Only an exact retyping of all the entries counts as an answer.

+++ INPUT +++

use grackle_console::Console;
use vm::{load_and_run, Fault, Op, Vm, VmRam};

fn run(rom: &[u8]) -> (Console, u8) {
    let mut ram = VmRam::new();
    let mut console = Console::new();
    let code = load_and_run(rom, &mut ram, &mut console);
    (console, code)
}

fn text(console: &mut Console) -> String {
    String::from_utf8(console.stdout()).expect("output is not UTF-8")
}

#[test]
fn prints_byte_literals_in_decimal() {
    let mut rom = vec![];
    for v in [0u8, 1, 127, 128, 255] {
        rom.extend_from_slice(&[Op::U8 as u8, v]);
    }
    rom.push(Op::Dots as u8);
    rom.push(Op::Halt as u8);
    let (mut console, code) = run(&rom);
    assert_eq!(text(&mut console), " 0 1 127 128 255");
    assert_eq!(code, 0);
}

#[test]
fn prints_halfword_literals() {
    let mut rom = vec![];
    for v in [0u16, 1, 256, 32768, 65535] {
        rom.push(Op::U16 as u8);
        rom.extend_from_slice(&v.to_le_bytes());
    }
    rom.push(Op::Dots as u8);
    rom.push(Op::Halt as u8);
    let (mut console, code) = run(&rom);
    assert_eq!(text(&mut console), " 0 1 256 32768 65535");
    assert_eq!(code, 0);
}

#[test]
fn prints_words_in_decimal() {
    let mut rom = vec![];
    for v in [0i32, 1, i32::MAX, i32::MIN, -1] {
        rom.push(Op::I32 as u8);
        rom.extend_from_slice(&v.to_le_bytes());
    }
    rom.push(Op::Dots as u8);
    rom.push(Op::Halt as u8);
    let (mut console, code) = run(&rom);
    assert_eq!(text(&mut console), " 0 1 2147483647 -2147483648 -1");
    assert_eq!(code, 0);
}

#[test]
fn prints_words_in_hex() {
    let mut rom = vec![];
    for v in [0i32, 1, i32::MAX, i32::MIN, -1] {
        rom.push(Op::I32 as u8);
        rom.extend_from_slice(&v.to_le_bytes());
    }
    rom.push(Op::Dotsh as u8);
    rom.push(Op::Halt as u8);
    let (mut console, code) = run(&rom);
    assert_eq!(text(&mut console), " 0 1 7fffffff 80000000 ffffffff");
    assert_eq!(code, 0);
}

#[test]
fn hello_world() {
    let message = b"hello, world\n";
    let mut rom = vec![Op::Str as u8, message.len() as u8];
    rom.extend_from_slice(message);
    rom.push(Op::Print as u8);
    rom.push(Op::Halt as u8);
    let (mut console, code) = run(&rom);
    assert_eq!(text(&mut console), "hello, world\n");
    assert_eq!(code, 0);
}

#[test]
fn halt_stops_the_program() {
    let rom = [Op::Halt as u8, Op::U8 as u8, b'x', Op::Emit as u8];
    let (mut console, code) = run(&rom);
    assert_eq!(console.stdout(), b"");
    assert_eq!(code, 0);
}

#[test]
fn empty_stack_markers() {
    let rom = [Op::Dots as u8, Op::Dotrh as u8, Op::Halt as u8];
    let (mut console, code) = run(&rom);
    assert_eq!(text(&mut console), " Stack is empty Return stack is empty");
    assert_eq!(code, 0);
}

#[test]
fn dump_rows_with_ascii_gutter() {
    let rom = [
        Op::U16 as u8,
        0x00,
        0x02,
        Op::U8 as u8,
        16,
        Op::Dump as u8,
        Op::Halt as u8,
    ];
    let mut ram = VmRam::new();
    let mut vm = Vm::new(&rom, &mut ram);
    vm.ram_mut()[0x200..0x210].copy_from_slice(b"grackle rides ok");
    let mut console = Console::new();
    vm.run(&mut console);
    assert_eq!(
        text(&mut console),
        "0200  67726163 6b6c6520 72696465 73206f6b  grac kle  ride s ok\n"
    );
    assert_eq!(vm.error(), 0);
}

#[test]
fn reports_faults_to_the_console() {
    let rom = [Op::Drop as u8, Op::Halt as u8];
    let (console, code) = run(&rom);
    assert_eq!(console.faults(), [Fault::DataUnderflow.code()]);
    assert_eq!(code, Fault::DataUnderflow.code());
}

#[test]
fn bad_opcode_code_returned() {
    let rom = [0x39];
    let (console, code) = run(&rom);
    assert_eq!(code, Fault::BadOpcode.code());
    assert_eq!(console.faults(), [Fault::BadOpcode.code()]);
}
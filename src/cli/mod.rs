//! 命令行接口模块
//!
//! 提供CLI参数解析和命令处理功能

pub mod args;
pub mod commands;

// 重新导出主要类型
pub use args::{Args, Commands, OutputFormat};
pub use commands::{Command, StatusCommand, ValidateCommand, WatchCommand};
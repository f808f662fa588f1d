//! 错误处理模块
//!
//! 定义应用程序的统一错误类型。
//! 配置错误在构造阶段同步返回，探测失败只作为检测结果记录，不会作为错误抛出。

use thiserror::Error;

/// Health Vitals 的主要错误类型
#[derive(Error, Debug)]
pub enum HealthVitalsError {
    /// 配置相关错误
    #[error("配置错误: {0}")]
    Config(#[from] ConfigError),

    /// 检测生命周期错误
    #[error("检测错误: {0}")]
    Check(#[from] CheckError),

    /// IO错误
    #[error("IO错误: {0}")]
    Io(#[from] std::io::Error),

    /// JSON序列化/反序列化错误
    #[error("JSON错误: {0}")]
    Json(#[from] serde_json::Error),

    /// 其他错误
    #[error("其他错误: {0}")]
    Other(#[from] anyhow::Error),
}

/// 配置错误类型
#[derive(Error, Debug, Clone, PartialEq, Eq)]
pub enum ConfigError {
    /// 检测类型未在注册表中登记
    #[error("Invalid check type: {check_type}")]
    InvalidCheckType { check_type: String },

    /// 检测选项类型不匹配或缺失
    #[error("Invalid option: {0}")]
    InvalidOption(String),

    /// 配置文件解析错误
    #[error("配置文件解析失败: {0}")]
    ParseError(String),

    /// 配置验证错误
    #[error("配置验证失败: {0}")]
    ValidationError(String),

    /// 配置文件不存在
    #[error("配置文件不存在: {path}")]
    FileNotFound { path: String },

    /// 环境变量替换错误
    #[error("环境变量替换失败: {var}")]
    EnvVarError { var: String },
}

impl ConfigError {
    /// 构造选项错误
    pub fn invalid_option(message: impl Into<String>) -> Self {
        ConfigError::InvalidOption(message.into())
    }

    /// 是否为类型不匹配类错误（未知检测类型或非法选项）
    pub fn is_type_error(&self) -> bool {
        matches!(
            self,
            ConfigError::InvalidCheckType { .. } | ConfigError::InvalidOption(_)
        )
    }
}

/// 检测生命周期错误
#[derive(Error, Debug, Clone, PartialEq, Eq)]
pub enum CheckError {
    /// 对运行中的检测再次调用 start
    #[error("检测已在运行中: {name}")]
    AlreadyRunning { name: String },
}

/// 传输层错误，携带可读的失败原因
#[derive(Error, Debug, Clone, PartialEq, Eq)]
#[error("{message}")]
pub struct TransportError {
    /// 失败原因
    pub message: String,
}

impl TransportError {
    /// 创建传输错误
    pub fn new(message: impl Into<String>) -> Self {
        Self {
            message: message.into(),
        }
    }
}

/// 结果类型别名
pub type Result<T> = std::result::Result<T, HealthVitalsError>;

+++

### RESULT FOR THIS EXERCISE
use grackle_console::Console;
use vm::{load_and_run, Fault, Op, Vm, VmRam};

fn run(rom: &[u8]) -> (Console, u8) {
    let mut ram = VmRam::new();
    let mut console = Console::new();
    let code = load_and_run(rom, &mut ram, &mut console);
    (console, code)
}

fn text(console: &mut Console) -> String {
    String::from_utf8(console.stdout()).expect("output is not UTF-8")
}

#[test]
fn prints_byte_literals_in_decimal() {
    let mut rom = vec![];
    for v in [0u8, 1, 127, 128, 255] {
        rom.extend_from_slice(&[Op::U8 as u8, v]);
    }
    rom.push(Op::Dots as u8);
    rom.push(Op::Halt as u8);
    let (mut console, code) = run(&rom);
    assert_eq!(text(&mut console), " 0 1 127 128 255");
    assert_eq!(code, 0);
}

#[test]
fn prints_halfword_literals() {
    let mut rom = vec![];
    for v in [0u16, 1, 256, 32768, 65535] {
        rom.push(Op::U16 as u8);
        rom.extend_from_slice(&v.to_le_bytes());
    }
    rom.push(Op::Dots as u8);
    rom.push(Op::Halt as u8);
    let (mut console, code) = run(&rom);
    assert_eq!(text(&mut console), " 0 1 256 32768 65535");
    assert_eq!(code, 0);
}

#[test]
fn prints_words_in_decimal() {
    let mut rom = vec![];
    for v in [0i32, 1, i32::MAX, i32::MIN, -1] {
        rom.push(Op::I32 as u8);
        rom.extend_from_slice(&v.to_le_bytes());
    }
    rom.push(Op::Dots as u8);
    rom.push(Op::Halt as u8);
    let (mut console, code) = run(&rom);
    assert_eq!(text(&mut console), " 0 1 2147483647 -2147483648 -1");
    assert_eq!(code, 0);
}

#[test]
fn prints_words_in_hex() {
    let mut rom = vec![];
    for v in [0i32, 1, i32::MAX, i32::MIN, -1] {
        rom.push(Op::I32 as u8);
        rom.extend_from_slice(&v.to_le_bytes());
    }
    rom.push(Op::Dotsh as u8);
    rom.push(Op::Halt as u8);
    let (mut console, code) = run(&rom);
    assert_eq!(text(&mut console), " 0 1 7fffffff 80000000 ffffffff");
    assert_eq!(code, 0);
}

#[test]
fn hello_world() {
    let message = b"hello, world\n";
    let mut rom = vec![Op::Str as u8, message.len() as u8];
    rom.extend_from_slice(message);
    rom.push(Op::Print as u8);
    rom.push(Op::Halt as u8);
    let (mut console, code) = run(&rom);
    assert_eq!(text(&mut console), "hello, world\n");
    assert_eq!(code, 0);
}

#[test]
fn halt_stops_the_program() {
    let rom = [Op::Halt as u8, Op::U8 as u8, b'x', Op::Emit as u8];
    let (mut console, code) = run(&rom);
    assert_eq!(console.stdout(), b"");
    assert_eq!(code, 0);
}

#[test]
fn empty_stack_markers() {
    let rom = [Op::Dots as u8, Op::Dotrh as u8, Op::Halt as u8];
    let (mut console, code) = run(&rom);
    assert_eq!(text(&mut console), " Stack is empty Return stack is empty");
    assert_eq!(code, 0);
}

#[test]
fn dump_rows_with_ascii_gutter() {
    let rom = [
        Op::U16 as u8,
        0x00,
        0x02,
        Op::U8 as u8,
        16,
        Op::Dump as u8,
        Op::Halt as u8,
    ];
    let mut ram = VmRam::new();
    let mut vm = Vm::new(&rom, &mut ram);
    vm.ram_mut()[0x200..0x210].copy_from_slice(b"grackle rides ok");
    let mut console = Console::new();
    vm.run(&mut console);
    assert_eq!(
        text(&mut console),
        "0200  67726163 6b6c6520 72696465 73206f6b  grac kle  ride s ok\n"
    );
    assert_eq!(vm.error(), 0);
}

#[test]
fn reports_faults_to_the_console() {
    let rom = [Op::Drop as u8, Op::Halt as u8];
    let (console, code) = run(&rom);
    assert_eq!(console.faults(), [Fault::DataUnderflow.code()]);
    assert_eq!(code, Fault::DataUnderflow.code());
}

#[test]
fn bad_opcode_code_returned() {
    let rom = [0x39];
    let (console, code) = run(&rom);
    assert_eq!(code, Fault::BadOpcode.code());
    assert_eq!(console.faults(), [Fault::BadOpcode.code()]);
}
filename src/cli/mod.rs
//! 命令行接口模块
//!
//! 提供CLI参数解析和命令处理功能

pub mod args;
pub mod commands;

// 重新导出主要类型
pub use args::{Args, Commands, OutputFormat};
pub use commands::{Command, StatusCommand, ValidateCommand, WatchCommand};
repository f808f662fa588f1d
//! 错误处理模块
//!
//! 定义应用程序的统一错误类型。
//! 配置错误在构造阶段同步返回，探测失败只作为检测结果记录，不会作为错误抛出。

use thiserror::Error;

/// Health Vitals 的主要错误类型
#[derive(Error, Debug)]
pub enum HealthVitalsError {
    /// 配置相关错误
    #[error("配置错误: {0}")]
    Config(#[from] ConfigError),

    /// 检测生命周期错误
    #[error("检测错误: {0}")]
    Check(#[from] CheckError),

    /// IO错误
    #[error("IO错误: {0}")]
    Io(#[from] std::io::Error),

    /// JSON序列化/反序列化错误
    #[error("JSON错误: {0}")]
    Json(#[from] serde_json::Error),

    /// 其他错误
    #[error("其他错误: {0}")]
    Other(#[from] anyhow::Error),
}

/// 配置错误类型
#[derive(Error, Debug, Clone, PartialEq, Eq)]
pub enum ConfigError {
    /// 检测类型未在注册表中登记
    #[error("Invalid check type: {check_type}")]
    InvalidCheckType { check_type: String },

    /// 检测选项类型不匹配或缺失
    #[error("Invalid option: {0}")]
    InvalidOption(String),

    /// 配置文件解析错误
    #[error("配置文件解析失败: {0}")]
    ParseError(String),

    /// 配置验证错误
    #[error("配置验证失败: {0}")]
    ValidationError(String),

    /// 配置文件不存在
    #[error("配置文件不存在: {path}")]
    FileNotFound { path: String },

    /// 环境变量替换错误
    #[error("环境变量替换失败: {var}")]
    EnvVarError { var: String },
}

impl ConfigError {
    /// 构造选项错误
    pub fn invalid_option(message: impl Into<String>) -> Self {
        ConfigError::InvalidOption(message.into())
    }

    /// 是否为类型不匹配类错误（未知检测类型或非法选项）
    pub fn is_type_error(&self) -> bool {
        matches!(
            self,
            ConfigError::InvalidCheckType { .. } | ConfigError::InvalidOption(_)
        )
    }
}

/// 检测生命周期错误
#[derive(Error, Debug, Clone, PartialEq, Eq)]
pub enum CheckError {
    /// 对运行中的检测再次调用 start
    #[error("检测已在运行中: {name}")]
    AlreadyRunning { name: String },
}

/// 传输层错误，携带可读的失败原因
#[derive(Error, Debug, Clone, PartialEq, Eq)]
#[error("{message}")]
pub struct TransportError {
    /// 失败原因
    pub message: String,
}

impl TransportError {
    /// 创建传输错误
    pub fn new(message: impl Into<String>) -> Self {
        Self {
            message: message.into(),
        }
    }
}

/// 结果类型别名
pub type Result<T> = std::result::Result<T, HealthVitalsError>;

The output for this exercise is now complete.